• [PROBLEM DETAILS]: Please give, exactly as they appear below, the line with "has_next: current_page <" and every line after it through the final one, and nothing else.

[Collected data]
+===+
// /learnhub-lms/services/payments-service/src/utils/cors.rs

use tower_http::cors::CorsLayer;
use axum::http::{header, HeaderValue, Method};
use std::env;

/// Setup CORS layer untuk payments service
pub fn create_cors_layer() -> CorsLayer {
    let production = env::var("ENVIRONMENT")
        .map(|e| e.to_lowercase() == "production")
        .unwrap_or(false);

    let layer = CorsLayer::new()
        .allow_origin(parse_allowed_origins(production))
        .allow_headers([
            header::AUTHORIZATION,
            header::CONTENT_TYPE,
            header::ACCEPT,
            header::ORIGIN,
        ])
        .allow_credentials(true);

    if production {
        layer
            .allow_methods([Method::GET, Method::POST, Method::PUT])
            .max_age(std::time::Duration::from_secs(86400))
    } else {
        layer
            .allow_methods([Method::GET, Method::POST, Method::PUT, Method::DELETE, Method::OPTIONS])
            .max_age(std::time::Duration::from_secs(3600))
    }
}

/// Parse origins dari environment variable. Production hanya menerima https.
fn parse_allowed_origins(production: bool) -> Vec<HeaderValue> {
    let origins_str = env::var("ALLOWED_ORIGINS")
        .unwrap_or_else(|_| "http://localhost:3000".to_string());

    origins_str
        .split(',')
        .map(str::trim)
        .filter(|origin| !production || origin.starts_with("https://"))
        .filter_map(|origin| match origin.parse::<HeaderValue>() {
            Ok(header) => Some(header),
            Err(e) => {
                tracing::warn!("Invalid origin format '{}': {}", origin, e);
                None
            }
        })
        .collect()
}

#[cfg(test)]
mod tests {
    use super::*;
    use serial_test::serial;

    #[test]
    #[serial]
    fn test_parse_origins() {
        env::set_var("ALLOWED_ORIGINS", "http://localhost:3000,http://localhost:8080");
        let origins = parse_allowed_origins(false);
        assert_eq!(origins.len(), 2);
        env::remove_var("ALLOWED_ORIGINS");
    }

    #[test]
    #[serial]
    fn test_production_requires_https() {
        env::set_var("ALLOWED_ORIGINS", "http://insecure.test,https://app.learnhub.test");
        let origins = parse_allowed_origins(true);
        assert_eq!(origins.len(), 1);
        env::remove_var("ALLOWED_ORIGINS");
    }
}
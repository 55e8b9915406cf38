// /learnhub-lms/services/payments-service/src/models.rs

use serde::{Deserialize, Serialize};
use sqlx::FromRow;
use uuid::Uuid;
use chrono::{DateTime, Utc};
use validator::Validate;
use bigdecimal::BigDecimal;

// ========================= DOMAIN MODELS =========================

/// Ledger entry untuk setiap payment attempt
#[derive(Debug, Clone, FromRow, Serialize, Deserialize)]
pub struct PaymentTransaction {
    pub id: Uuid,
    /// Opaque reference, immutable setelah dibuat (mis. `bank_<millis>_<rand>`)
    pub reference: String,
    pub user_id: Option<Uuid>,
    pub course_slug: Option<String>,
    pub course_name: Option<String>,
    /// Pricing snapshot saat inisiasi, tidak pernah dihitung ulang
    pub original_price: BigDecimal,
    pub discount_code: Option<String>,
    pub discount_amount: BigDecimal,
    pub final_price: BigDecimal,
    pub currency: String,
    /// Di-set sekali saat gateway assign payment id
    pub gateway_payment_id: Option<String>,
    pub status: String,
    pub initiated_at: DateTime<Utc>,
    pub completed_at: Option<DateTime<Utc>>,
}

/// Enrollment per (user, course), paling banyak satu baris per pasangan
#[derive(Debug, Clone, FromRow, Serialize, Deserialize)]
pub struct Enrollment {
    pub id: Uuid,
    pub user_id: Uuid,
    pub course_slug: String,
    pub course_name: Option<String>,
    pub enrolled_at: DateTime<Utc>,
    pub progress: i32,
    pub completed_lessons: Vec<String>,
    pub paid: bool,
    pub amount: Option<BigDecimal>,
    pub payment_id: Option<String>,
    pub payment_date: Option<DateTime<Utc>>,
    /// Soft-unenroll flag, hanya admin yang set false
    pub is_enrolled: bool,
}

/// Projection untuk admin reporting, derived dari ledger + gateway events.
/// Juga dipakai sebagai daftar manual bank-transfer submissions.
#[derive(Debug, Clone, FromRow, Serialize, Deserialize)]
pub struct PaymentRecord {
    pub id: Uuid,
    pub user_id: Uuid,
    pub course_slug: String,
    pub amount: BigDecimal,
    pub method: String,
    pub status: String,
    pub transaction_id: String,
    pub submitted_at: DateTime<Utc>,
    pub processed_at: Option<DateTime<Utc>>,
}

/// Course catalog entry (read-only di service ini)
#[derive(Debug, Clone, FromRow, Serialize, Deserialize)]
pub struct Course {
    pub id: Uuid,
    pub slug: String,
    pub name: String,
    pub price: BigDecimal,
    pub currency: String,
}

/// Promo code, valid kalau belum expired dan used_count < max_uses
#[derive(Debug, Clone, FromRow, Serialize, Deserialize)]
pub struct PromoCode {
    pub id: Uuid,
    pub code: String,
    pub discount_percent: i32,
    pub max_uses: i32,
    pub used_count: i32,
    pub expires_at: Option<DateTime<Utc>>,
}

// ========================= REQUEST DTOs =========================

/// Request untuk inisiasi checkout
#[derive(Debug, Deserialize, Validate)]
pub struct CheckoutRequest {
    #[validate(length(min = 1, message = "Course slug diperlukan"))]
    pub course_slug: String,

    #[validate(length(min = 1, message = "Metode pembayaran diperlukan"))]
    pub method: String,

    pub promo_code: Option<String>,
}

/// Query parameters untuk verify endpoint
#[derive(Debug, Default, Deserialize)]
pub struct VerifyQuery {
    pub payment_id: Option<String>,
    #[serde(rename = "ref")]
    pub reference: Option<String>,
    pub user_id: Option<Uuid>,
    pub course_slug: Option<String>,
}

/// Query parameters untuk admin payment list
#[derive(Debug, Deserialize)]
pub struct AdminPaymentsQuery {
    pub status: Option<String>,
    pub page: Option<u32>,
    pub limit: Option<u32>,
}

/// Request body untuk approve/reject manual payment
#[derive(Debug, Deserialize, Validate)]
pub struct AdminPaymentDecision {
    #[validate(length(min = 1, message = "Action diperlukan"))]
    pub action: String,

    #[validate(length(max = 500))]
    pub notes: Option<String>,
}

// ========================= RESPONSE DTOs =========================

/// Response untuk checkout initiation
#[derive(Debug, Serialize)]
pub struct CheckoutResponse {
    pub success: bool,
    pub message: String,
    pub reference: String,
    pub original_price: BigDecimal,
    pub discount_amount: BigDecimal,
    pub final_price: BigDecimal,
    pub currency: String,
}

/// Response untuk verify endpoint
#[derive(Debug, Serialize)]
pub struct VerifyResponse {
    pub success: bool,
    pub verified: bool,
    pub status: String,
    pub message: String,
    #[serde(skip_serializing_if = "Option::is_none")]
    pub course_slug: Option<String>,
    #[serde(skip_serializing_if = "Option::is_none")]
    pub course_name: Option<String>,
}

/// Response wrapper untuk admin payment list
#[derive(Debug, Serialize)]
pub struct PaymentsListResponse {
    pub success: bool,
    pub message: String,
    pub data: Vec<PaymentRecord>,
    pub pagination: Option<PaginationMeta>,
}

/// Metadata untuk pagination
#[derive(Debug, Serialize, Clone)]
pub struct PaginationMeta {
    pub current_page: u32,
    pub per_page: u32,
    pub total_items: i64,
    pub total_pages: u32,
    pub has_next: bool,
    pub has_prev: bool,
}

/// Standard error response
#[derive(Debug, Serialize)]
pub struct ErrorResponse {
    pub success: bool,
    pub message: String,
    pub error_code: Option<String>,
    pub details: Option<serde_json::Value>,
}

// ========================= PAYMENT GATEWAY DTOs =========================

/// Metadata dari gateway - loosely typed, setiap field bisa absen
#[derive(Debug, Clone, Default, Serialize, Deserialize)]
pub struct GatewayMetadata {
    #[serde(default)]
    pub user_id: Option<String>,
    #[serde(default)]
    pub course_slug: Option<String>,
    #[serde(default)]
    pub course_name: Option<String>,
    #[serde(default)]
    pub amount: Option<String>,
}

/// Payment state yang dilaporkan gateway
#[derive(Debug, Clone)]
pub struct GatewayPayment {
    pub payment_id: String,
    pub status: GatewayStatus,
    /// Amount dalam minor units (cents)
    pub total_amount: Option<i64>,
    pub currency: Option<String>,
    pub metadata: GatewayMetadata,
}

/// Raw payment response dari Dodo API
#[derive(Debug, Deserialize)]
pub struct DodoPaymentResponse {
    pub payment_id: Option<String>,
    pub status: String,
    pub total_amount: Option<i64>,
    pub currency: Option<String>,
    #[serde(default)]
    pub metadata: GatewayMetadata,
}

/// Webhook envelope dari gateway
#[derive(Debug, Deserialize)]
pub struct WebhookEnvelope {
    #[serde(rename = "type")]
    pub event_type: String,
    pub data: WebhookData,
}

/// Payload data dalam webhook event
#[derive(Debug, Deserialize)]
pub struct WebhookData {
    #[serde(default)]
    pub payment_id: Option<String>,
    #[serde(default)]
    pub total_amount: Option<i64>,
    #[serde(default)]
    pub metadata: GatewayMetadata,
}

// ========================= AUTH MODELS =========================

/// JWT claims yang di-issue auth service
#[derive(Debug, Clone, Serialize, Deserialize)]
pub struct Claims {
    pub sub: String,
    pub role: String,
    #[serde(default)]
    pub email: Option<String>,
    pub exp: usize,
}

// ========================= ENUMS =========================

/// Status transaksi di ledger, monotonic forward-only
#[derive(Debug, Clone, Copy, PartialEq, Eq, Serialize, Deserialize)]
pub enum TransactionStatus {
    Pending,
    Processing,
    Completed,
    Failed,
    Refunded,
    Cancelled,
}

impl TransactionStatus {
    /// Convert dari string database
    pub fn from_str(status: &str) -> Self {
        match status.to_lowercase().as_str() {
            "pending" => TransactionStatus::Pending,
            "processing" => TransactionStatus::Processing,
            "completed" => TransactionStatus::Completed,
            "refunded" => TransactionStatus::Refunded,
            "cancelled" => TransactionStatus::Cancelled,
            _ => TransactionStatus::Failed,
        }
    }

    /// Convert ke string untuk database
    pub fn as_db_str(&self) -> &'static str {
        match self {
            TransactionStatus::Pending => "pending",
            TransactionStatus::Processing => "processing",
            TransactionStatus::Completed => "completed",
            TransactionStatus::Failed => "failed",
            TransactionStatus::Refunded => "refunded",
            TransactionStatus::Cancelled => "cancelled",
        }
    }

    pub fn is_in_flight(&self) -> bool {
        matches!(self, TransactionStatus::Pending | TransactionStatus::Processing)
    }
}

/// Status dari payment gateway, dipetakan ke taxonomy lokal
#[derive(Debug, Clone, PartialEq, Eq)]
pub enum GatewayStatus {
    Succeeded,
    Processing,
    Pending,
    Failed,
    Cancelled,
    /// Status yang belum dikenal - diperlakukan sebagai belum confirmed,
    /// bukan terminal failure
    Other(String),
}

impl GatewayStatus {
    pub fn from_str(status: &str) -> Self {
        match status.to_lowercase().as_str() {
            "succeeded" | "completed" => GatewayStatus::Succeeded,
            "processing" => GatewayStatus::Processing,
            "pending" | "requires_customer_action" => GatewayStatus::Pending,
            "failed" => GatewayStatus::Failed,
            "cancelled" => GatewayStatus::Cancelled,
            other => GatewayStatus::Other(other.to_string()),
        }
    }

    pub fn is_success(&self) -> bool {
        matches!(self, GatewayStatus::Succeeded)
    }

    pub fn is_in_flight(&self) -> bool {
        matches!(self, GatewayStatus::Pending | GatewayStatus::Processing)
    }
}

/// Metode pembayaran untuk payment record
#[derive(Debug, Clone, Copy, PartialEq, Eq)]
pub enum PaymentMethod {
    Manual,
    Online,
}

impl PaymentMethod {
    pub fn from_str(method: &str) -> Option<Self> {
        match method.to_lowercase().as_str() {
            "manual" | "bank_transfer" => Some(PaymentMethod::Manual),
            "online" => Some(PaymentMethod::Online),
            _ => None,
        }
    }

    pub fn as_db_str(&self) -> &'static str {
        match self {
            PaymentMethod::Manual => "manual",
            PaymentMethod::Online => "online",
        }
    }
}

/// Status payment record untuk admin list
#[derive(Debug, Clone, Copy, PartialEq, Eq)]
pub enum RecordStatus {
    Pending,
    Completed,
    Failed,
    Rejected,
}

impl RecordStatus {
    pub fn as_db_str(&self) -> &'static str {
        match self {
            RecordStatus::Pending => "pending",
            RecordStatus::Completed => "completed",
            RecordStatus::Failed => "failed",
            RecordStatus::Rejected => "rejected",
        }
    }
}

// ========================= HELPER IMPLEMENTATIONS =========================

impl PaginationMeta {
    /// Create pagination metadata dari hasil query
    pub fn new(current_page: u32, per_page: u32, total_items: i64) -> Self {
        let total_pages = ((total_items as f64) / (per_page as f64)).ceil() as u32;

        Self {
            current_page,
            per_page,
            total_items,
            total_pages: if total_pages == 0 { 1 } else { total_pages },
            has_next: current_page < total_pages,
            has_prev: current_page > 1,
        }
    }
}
+===+
• [ANSWER BELOW]:
            has_next: current_page < total_pages,
            has_prev: current_page > 1,
        }
    }
}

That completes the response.